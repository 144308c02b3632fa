// Copyright 2025-Present Datadog, Inc. https://www.datadoghq.com/
// SPDX-License-Identifier: Apache-2.0

//! Builds small sample graphs from frame names, for tests and benchmarks.

use crate::collections::identifiable::FxIndexSet;
use profstore_protobuf as pprof;

/// Frames are given leaf first by name. Every distinct frame becomes one
/// location; a frame named `"a;b"` becomes a single location with an
/// inlined line for `a` on top of `b`.
#[derive(Clone, Debug)]
pub struct ProfileBuilder {
    strings: FxIndexSet<String>,
    sample_types: Vec<(String, String)>,
    period: Option<(String, String, i64)>,
    mapping: Option<(u64, u64, String)>,
    frames: FxIndexSet<String>,
    samples: Vec<(Vec<usize>, Vec<i64>, Vec<(String, String)>)>,
    time_nanos: i64,
    duration_nanos: i64,
}

impl ProfileBuilder {
    pub fn new(typ: &str, unit: &str) -> Self {
        let mut strings = FxIndexSet::default();
        strings.insert(String::new());
        Self {
            strings,
            sample_types: vec![(typ.to_string(), unit.to_string())],
            period: None,
            mapping: None,
            frames: FxIndexSet::default(),
            samples: Vec::new(),
            time_nanos: 0,
            duration_nanos: 0,
        }
    }

    pub fn sample_type(mut self, typ: &str, unit: &str) -> Self {
        self.sample_types.push((typ.to_string(), unit.to_string()));
        self
    }

    pub fn period(mut self, typ: &str, unit: &str, value: i64) -> Self {
        self.period = Some((typ.to_string(), unit.to_string(), value));
        self
    }

    /// All locations are placed in this mapping, 16 bytes apart.
    pub fn mapping(mut self, memory_start: u64, memory_limit: u64, filename: &str) -> Self {
        self.mapping = Some((memory_start, memory_limit, filename.to_string()));
        self
    }

    pub fn time(mut self, time_nanos: i64, duration_nanos: i64) -> Self {
        self.time_nanos = time_nanos;
        self.duration_nanos = duration_nanos;
        self
    }

    pub fn sample(self, frames: &[&str], values: &[i64]) -> Self {
        self.labeled_sample(frames, values, &[])
    }

    pub fn labeled_sample(mut self, frames: &[&str], values: &[i64], labels: &[(&str, &str)]) -> Self {
        let frames = frames
            .iter()
            .map(|frame| self.frames.insert_full(frame.to_string()).0)
            .collect();
        let labels = labels
            .iter()
            .map(|(k, v)| (k.to_string(), v.to_string()))
            .collect();
        self.samples.push((frames, values.to_vec(), labels));
        self
    }

    pub fn build(&self) -> pprof::Profile {
        let mut strings = self.strings.clone();
        let mut intern = |s: &str| strings.insert_full(s.to_string()).0 as i64;

        let sample_types = self
            .sample_types
            .iter()
            .map(|(typ, unit)| pprof::ValueType {
                r#type: intern(typ),
                unit: intern(unit),
            })
            .collect();
        let (period_type, period) = match &self.period {
            Some((typ, unit, value)) => (
                Some(pprof::ValueType {
                    r#type: intern(typ),
                    unit: intern(unit),
                }),
                *value,
            ),
            None => (None, 0),
        };

        let (mappings, base, mapping_id) = match &self.mapping {
            Some((start, limit, filename)) => (
                vec![pprof::Mapping {
                    id: 1,
                    memory_start: *start,
                    memory_limit: *limit,
                    filename: intern(filename),
                    has_functions: true,
                    ..Default::default()
                }],
                *start,
                1,
            ),
            None => (Vec::new(), 0x1000, 0),
        };

        let mut functions: FxIndexSet<String> = FxIndexSet::default();
        let mut locations = Vec::with_capacity(self.frames.len());
        for (offset, frame) in self.frames.iter().enumerate() {
            let lines = frame
                .split(';')
                .map(|name| pprof::Line {
                    function_id: functions.insert_full(name.to_string()).0 as u64 + 1,
                    line: 0,
                })
                .collect();
            locations.push(pprof::Location {
                id: offset as u64 + 1,
                mapping_id,
                address: base + 0x10 * (offset as u64 + 1),
                lines,
                is_folded: false,
            });
        }
        let functions = functions
            .iter()
            .enumerate()
            .map(|(offset, name)| pprof::Function {
                id: offset as u64 + 1,
                name: intern(name),
                ..Default::default()
            })
            .collect();

        let samples = self
            .samples
            .iter()
            .map(|(frames, values, labels)| pprof::Sample {
                location_ids: frames.iter().map(|f| *f as u64 + 1).collect(),
                values: values.clone(),
                labels: labels
                    .iter()
                    .map(|(k, v)| pprof::Label {
                        key: intern(k),
                        str: intern(v),
                        ..Default::default()
                    })
                    .collect(),
            })
            .collect();

        pprof::Profile {
            sample_types,
            samples,
            mappings,
            locations,
            functions,
            string_table: strings.into_iter().collect(),
            time_nanos: self.time_nanos,
            duration_nanos: self.duration_nanos,
            period_type,
            period,
            ..Default::default()
        }
    }
}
+---+
### PROMPT
Where a line above contains the string "strings", copy that line.

### SOLUTION TO THE EXERCISE
    strings: FxIndexSet<String>,
        let mut strings = FxIndexSet::default();
        strings.insert(String::new());
            strings,
        let mut strings = self.strings.clone();
        let mut intern = |s: &str| strings.insert_full(s.to_string()).0 as i64;
            string_table: strings.into_iter().collect(),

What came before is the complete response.